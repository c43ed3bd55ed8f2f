//! engine/error.rs
//! Engine result codes.
//!
//! The engine reports failures in-band: a `size_t` result is an error when it
//! falls in the top range, and the error number is its two's-complement
//! negation. Error numbers are stable across engine releases.

use std::fmt;

/// Stable engine error numbers (subset we classify on).
pub mod codes {
    pub const GENERIC: usize = 1;
    pub const PREFIX_UNKNOWN: usize = 10;
    pub const VERSION_UNSUPPORTED: usize = 12;
    pub const FRAME_PARAMETER_UNSUPPORTED: usize = 14;
    pub const FRAME_PARAMETER_WINDOW_TOO_LARGE: usize = 16;
    pub const CORRUPTION_DETECTED: usize = 20;
    pub const CHECKSUM_WRONG: usize = 22;
    pub const LITERALS_HEADER_WRONG: usize = 24;
    pub const DICTIONARY_CORRUPTED: usize = 30;
    pub const DICTIONARY_WRONG: usize = 32;
    pub const PARAMETER_UNSUPPORTED: usize = 40;
    pub const PARAMETER_COMBINATION_UNSUPPORTED: usize = 41;
    pub const PARAMETER_OUT_OF_BOUND: usize = 42;
    pub const STAGE_WRONG: usize = 60;
    pub const MEMORY_ALLOCATION: usize = 64;
    pub const DST_SIZE_TOO_SMALL: usize = 70;
    pub const SRC_SIZE_WRONG: usize = 72;
}

/// A failure reported by the engine, with its stable number and name.
#[derive(Debug, Clone, Copy, PartialEq, Eq)]
pub struct EngineError {
    pub code: usize,
    pub name: &'static str,
}

impl EngineError {
    /// Decode a raw engine result that is known to be an error.
    pub fn from_result(result: usize) -> Self {
        Self {
            code: result.wrapping_neg(),
            name: zstd_safe::get_error_name(result),
        }
    }

    pub fn is_memory(&self) -> bool {
        self.code == codes::MEMORY_ALLOCATION
    }

    /// Failures caused by the shape of the input data rather than by usage.
    pub fn is_corruption(&self) -> bool {
        matches!(
            self.code,
            codes::PREFIX_UNKNOWN
                | codes::VERSION_UNSUPPORTED
                | codes::FRAME_PARAMETER_UNSUPPORTED
                | codes::FRAME_PARAMETER_WINDOW_TOO_LARGE
                | codes::CORRUPTION_DETECTED
                | codes::CHECKSUM_WRONG
                | codes::LITERALS_HEADER_WRONG
                | codes::DICTIONARY_CORRUPTED
                | codes::DICTIONARY_WRONG
        )
    }
}

impl fmt::Display for EngineError {
    fn fmt(&self, f: &mut fmt::Formatter<'_>) -> fmt::Result {
        write!(f, "zstd error {} ({})", self.code, self.name)
    }
}

impl std::error::Error for EngineError {}

/// Split a raw engine result into value or error.
#[inline]
pub fn check(result: usize) -> Result<usize, EngineError> {
    // SAFETY: pure classification of an integer, no memory is touched.
    if unsafe { zstd_sys::ZSTD_isError(result) } != 0 {
        Err(EngineError::from_result(result))
    } else {
        Ok(result)
    }
}
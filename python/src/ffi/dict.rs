//! ffi/dict.rs
//! Dictionary handles. Closing a Python handle drops only the caller's
//! reference; a decompression context that pinned the dictionary keeps it.

use std::sync::Arc;

use pyo3::prelude::*;

use zstd_handle::{
    dict::{CompressionDictionary, DecompressionDictionary},
    handle::Handle,
    types::HandleKind,
};

use crate::ffi::errors::to_py_err;
use crate::ffi::params::PyCompressionParameterSet;

#[pyclass(name = "CompressionDictionary", module = "rust_zstd")]
pub struct PyCompressionDictionary {
    pub(crate) inner: Handle<CompressionDictionary>,
}

#[pymethods]
impl PyCompressionDictionary {
    #[new]
    fn new(data: &[u8], params: PyRef<'_, PyCompressionParameterSet>) -> PyResult<Self> {
        let dict = CompressionDictionary::new(data, &params.inner).map_err(to_py_err)?;
        Ok(Self { inner: Handle::new(HandleKind::CompressionDictionary, dict) })
    }

    fn id(&self) -> PyResult<u32> {
        Ok(self.inner.get().map_err(to_py_err)?.id())
    }

    fn close(&mut self) -> bool {
        self.inner.close()
    }

    #[getter]
    fn closed(&self) -> bool {
        self.inner.is_closed()
    }
}

#[pyclass(name = "DecompressionDictionary", module = "rust_zstd")]
pub struct PyDecompressionDictionary {
    pub(crate) inner: Handle<Arc<DecompressionDictionary>>,
}

#[pymethods]
impl PyDecompressionDictionary {
    #[new]
    fn new(data: &[u8]) -> PyResult<Self> {
        let dict = DecompressionDictionary::new(data).map_err(to_py_err)?;
        Ok(Self { inner: Handle::new(HandleKind::DecompressionDictionary, Arc::new(dict)) })
    }

    fn id(&self) -> PyResult<u32> {
        Ok(self.inner.get().map_err(to_py_err)?.id())
    }

    fn close(&mut self) -> bool {
        self.inner.close()
    }

    #[getter]
    fn closed(&self) -> bool {
        self.inner.is_closed()
    }
}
+ + +
### Problem to work on
Would you please reproduce every line from the one containing "filename python/src/ffi/dict.rs" through the final line of the listing, and only those lines?

### Solution for this problem
filename python/src/ffi/dict.rs
//! ffi/dict.rs
//! Dictionary handles. Closing a Python handle drops only the caller's
//! reference; a decompression context that pinned the dictionary keeps it.

use std::sync::Arc;

use pyo3::prelude::*;

use zstd_handle::{
    dict::{CompressionDictionary, DecompressionDictionary},
    handle::Handle,
    types::HandleKind,
};

use crate::ffi::errors::to_py_err;
use crate::ffi::params::PyCompressionParameterSet;

#[pyclass(name = "CompressionDictionary", module = "rust_zstd")]
pub struct PyCompressionDictionary {
    pub(crate) inner: Handle<CompressionDictionary>,
}

#[pymethods]
impl PyCompressionDictionary {
    #[new]
    fn new(data: &[u8], params: PyRef<'_, PyCompressionParameterSet>) -> PyResult<Self> {
        let dict = CompressionDictionary::new(data, &params.inner).map_err(to_py_err)?;
        Ok(Self { inner: Handle::new(HandleKind::CompressionDictionary, dict) })
    }

    fn id(&self) -> PyResult<u32> {
        Ok(self.inner.get().map_err(to_py_err)?.id())
    }

    fn close(&mut self) -> bool {
        self.inner.close()
    }

    #[getter]
    fn closed(&self) -> bool {
        self.inner.is_closed()
    }
}

#[pyclass(name = "DecompressionDictionary", module = "rust_zstd")]
pub struct PyDecompressionDictionary {
    pub(crate) inner: Handle<Arc<DecompressionDictionary>>,
}

#[pymethods]
impl PyDecompressionDictionary {
    #[new]
    fn new(data: &[u8]) -> PyResult<Self> {
        let dict = DecompressionDictionary::new(data).map_err(to_py_err)?;
        Ok(Self { inner: Handle::new(HandleKind::DecompressionDictionary, Arc::new(dict)) })
    }

    fn id(&self) -> PyResult<u32> {
        Ok(self.inner.get().map_err(to_py_err)?.id())
    }

    fn close(&mut self) -> bool {
        self.inner.close()
    }

    #[getter]
    fn closed(&self) -> bool {
        self.inner.is_closed()
    }
}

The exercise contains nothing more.